Collected data entries
*** Begin section ***
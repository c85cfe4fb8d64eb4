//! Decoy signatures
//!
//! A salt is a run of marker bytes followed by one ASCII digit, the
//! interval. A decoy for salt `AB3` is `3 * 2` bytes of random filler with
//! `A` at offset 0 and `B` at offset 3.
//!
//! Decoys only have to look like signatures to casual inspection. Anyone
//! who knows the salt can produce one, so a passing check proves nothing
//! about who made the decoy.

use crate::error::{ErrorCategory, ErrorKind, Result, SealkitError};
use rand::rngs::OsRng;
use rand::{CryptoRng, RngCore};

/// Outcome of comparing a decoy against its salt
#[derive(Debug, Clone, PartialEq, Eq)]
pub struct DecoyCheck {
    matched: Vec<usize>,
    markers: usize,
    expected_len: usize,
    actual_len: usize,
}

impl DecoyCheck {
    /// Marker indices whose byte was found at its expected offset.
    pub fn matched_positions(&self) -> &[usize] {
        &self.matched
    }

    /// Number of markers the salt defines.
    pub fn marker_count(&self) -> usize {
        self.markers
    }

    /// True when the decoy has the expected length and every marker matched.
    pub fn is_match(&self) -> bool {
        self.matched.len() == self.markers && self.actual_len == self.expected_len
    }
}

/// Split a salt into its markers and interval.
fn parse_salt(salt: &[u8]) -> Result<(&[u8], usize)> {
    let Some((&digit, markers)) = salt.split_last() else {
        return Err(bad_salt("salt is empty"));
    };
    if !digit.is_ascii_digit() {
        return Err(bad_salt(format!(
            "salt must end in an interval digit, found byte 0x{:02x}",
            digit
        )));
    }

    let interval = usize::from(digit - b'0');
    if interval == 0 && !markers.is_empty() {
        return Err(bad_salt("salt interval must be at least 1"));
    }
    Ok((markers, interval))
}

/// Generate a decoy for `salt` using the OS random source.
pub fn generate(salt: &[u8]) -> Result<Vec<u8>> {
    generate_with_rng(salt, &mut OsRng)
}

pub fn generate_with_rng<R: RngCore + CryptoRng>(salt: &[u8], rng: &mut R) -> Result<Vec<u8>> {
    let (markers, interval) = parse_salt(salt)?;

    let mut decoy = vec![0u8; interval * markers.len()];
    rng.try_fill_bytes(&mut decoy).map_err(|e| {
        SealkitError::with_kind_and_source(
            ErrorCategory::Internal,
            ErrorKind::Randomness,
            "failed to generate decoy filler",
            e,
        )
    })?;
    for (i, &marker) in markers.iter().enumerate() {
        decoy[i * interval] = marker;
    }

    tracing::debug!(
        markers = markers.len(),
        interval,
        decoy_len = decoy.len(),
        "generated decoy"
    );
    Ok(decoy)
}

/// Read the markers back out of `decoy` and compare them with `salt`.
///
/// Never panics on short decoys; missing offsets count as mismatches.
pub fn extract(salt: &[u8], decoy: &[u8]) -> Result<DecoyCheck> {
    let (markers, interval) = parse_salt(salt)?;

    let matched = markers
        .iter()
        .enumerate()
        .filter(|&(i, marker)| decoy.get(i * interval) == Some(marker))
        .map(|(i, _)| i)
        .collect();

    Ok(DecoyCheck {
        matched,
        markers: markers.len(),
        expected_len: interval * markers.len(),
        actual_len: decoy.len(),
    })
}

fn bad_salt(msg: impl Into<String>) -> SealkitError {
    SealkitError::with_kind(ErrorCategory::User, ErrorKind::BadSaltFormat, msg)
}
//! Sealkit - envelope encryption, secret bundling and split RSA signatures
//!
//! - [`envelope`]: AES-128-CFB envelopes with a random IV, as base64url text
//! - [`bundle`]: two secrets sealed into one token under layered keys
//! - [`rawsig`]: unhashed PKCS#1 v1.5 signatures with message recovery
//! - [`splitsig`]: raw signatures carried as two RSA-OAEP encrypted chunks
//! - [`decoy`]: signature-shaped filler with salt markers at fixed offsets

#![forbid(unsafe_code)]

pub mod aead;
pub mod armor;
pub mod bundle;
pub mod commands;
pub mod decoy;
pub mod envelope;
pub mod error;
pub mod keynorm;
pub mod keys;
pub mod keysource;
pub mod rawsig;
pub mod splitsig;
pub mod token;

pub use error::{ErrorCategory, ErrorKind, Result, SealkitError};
*** End section ***
WHAT YOU HAVE TO DO
Each line of the data is to be transcribed exactly.

EXERCISE RESULT
repository c85cfe4fb8d64eb4
//! Decoy signatures
//!
//! A salt is a run of marker bytes followed by one ASCII digit, the
//! interval. A decoy for salt `AB3` is `3 * 2` bytes of random filler with
//! `A` at offset 0 and `B` at offset 3.
//!
//! Decoys only have to look like signatures to casual inspection. Anyone
//! who knows the salt can produce one, so a passing check proves nothing
//! about who made the decoy.

use crate::error::{ErrorCategory, ErrorKind, Result, SealkitError};
use rand::rngs::OsRng;
use rand::{CryptoRng, RngCore};

/// Outcome of comparing a decoy against its salt
#[derive(Debug, Clone, PartialEq, Eq)]
pub struct DecoyCheck {
    matched: Vec<usize>,
    markers: usize,
    expected_len: usize,
    actual_len: usize,
}

impl DecoyCheck {
    /// Marker indices whose byte was found at its expected offset.
    pub fn matched_positions(&self) -> &[usize] {
        &self.matched
    }

    /// Number of markers the salt defines.
    pub fn marker_count(&self) -> usize {
        self.markers
    }

    /// True when the decoy has the expected length and every marker matched.
    pub fn is_match(&self) -> bool {
        self.matched.len() == self.markers && self.actual_len == self.expected_len
    }
}

/// Split a salt into its markers and interval.
fn parse_salt(salt: &[u8]) -> Result<(&[u8], usize)> {
    let Some((&digit, markers)) = salt.split_last() else {
        return Err(bad_salt("salt is empty"));
    };
    if !digit.is_ascii_digit() {
        return Err(bad_salt(format!(
            "salt must end in an interval digit, found byte 0x{:02x}",
            digit
        )));
    }

    let interval = usize::from(digit - b'0');
    if interval == 0 && !markers.is_empty() {
        return Err(bad_salt("salt interval must be at least 1"));
    }
    Ok((markers, interval))
}

/// Generate a decoy for `salt` using the OS random source.
pub fn generate(salt: &[u8]) -> Result<Vec<u8>> {
    generate_with_rng(salt, &mut OsRng)
}

pub fn generate_with_rng<R: RngCore + CryptoRng>(salt: &[u8], rng: &mut R) -> Result<Vec<u8>> {
    let (markers, interval) = parse_salt(salt)?;

    let mut decoy = vec![0u8; interval * markers.len()];
    rng.try_fill_bytes(&mut decoy).map_err(|e| {
        SealkitError::with_kind_and_source(
            ErrorCategory::Internal,
            ErrorKind::Randomness,
            "failed to generate decoy filler",
            e,
        )
    })?;
    for (i, &marker) in markers.iter().enumerate() {
        decoy[i * interval] = marker;
    }

    tracing::debug!(
        markers = markers.len(),
        interval,
        decoy_len = decoy.len(),
        "generated decoy"
    );
    Ok(decoy)
}

/// Read the markers back out of `decoy` and compare them with `salt`.
///
/// Never panics on short decoys; missing offsets count as mismatches.
pub fn extract(salt: &[u8], decoy: &[u8]) -> Result<DecoyCheck> {
    let (markers, interval) = parse_salt(salt)?;

    let matched = markers
        .iter()
        .enumerate()
        .filter(|&(i, marker)| decoy.get(i * interval) == Some(marker))
        .map(|(i, _)| i)
        .collect();

    Ok(DecoyCheck {
        matched,
        markers: markers.len(),
        expected_len: interval * markers.len(),
        actual_len: decoy.len(),
    })
}

fn bad_salt(msg: impl Into<String>) -> SealkitError {
    SealkitError::with_kind(ErrorCategory::User, ErrorKind::BadSaltFormat, msg)
}
//! Sealkit - envelope encryption, secret bundling and split RSA signatures
//!
//! - [`envelope`]: AES-128-CFB envelopes with a random IV, as base64url text
//! - [`bundle`]: two secrets sealed into one token under layered keys
//! - [`rawsig`]: unhashed PKCS#1 v1.5 signatures with message recovery
//! - [`splitsig`]: raw signatures carried as two RSA-OAEP encrypted chunks
//! - [`decoy`]: signature-shaped filler with salt markers at fixed offsets

#![forbid(unsafe_code)]

pub mod aead;
pub mod armor;
pub mod bundle;
pub mod commands;
pub mod decoy;
pub mod envelope;
pub mod error;
pub mod keynorm;
pub mod keys;
pub mod keysource;
pub mod rawsig;
pub mod splitsig;
pub mod token;

pub use error::{ErrorCategory, ErrorKind, Result, SealkitError};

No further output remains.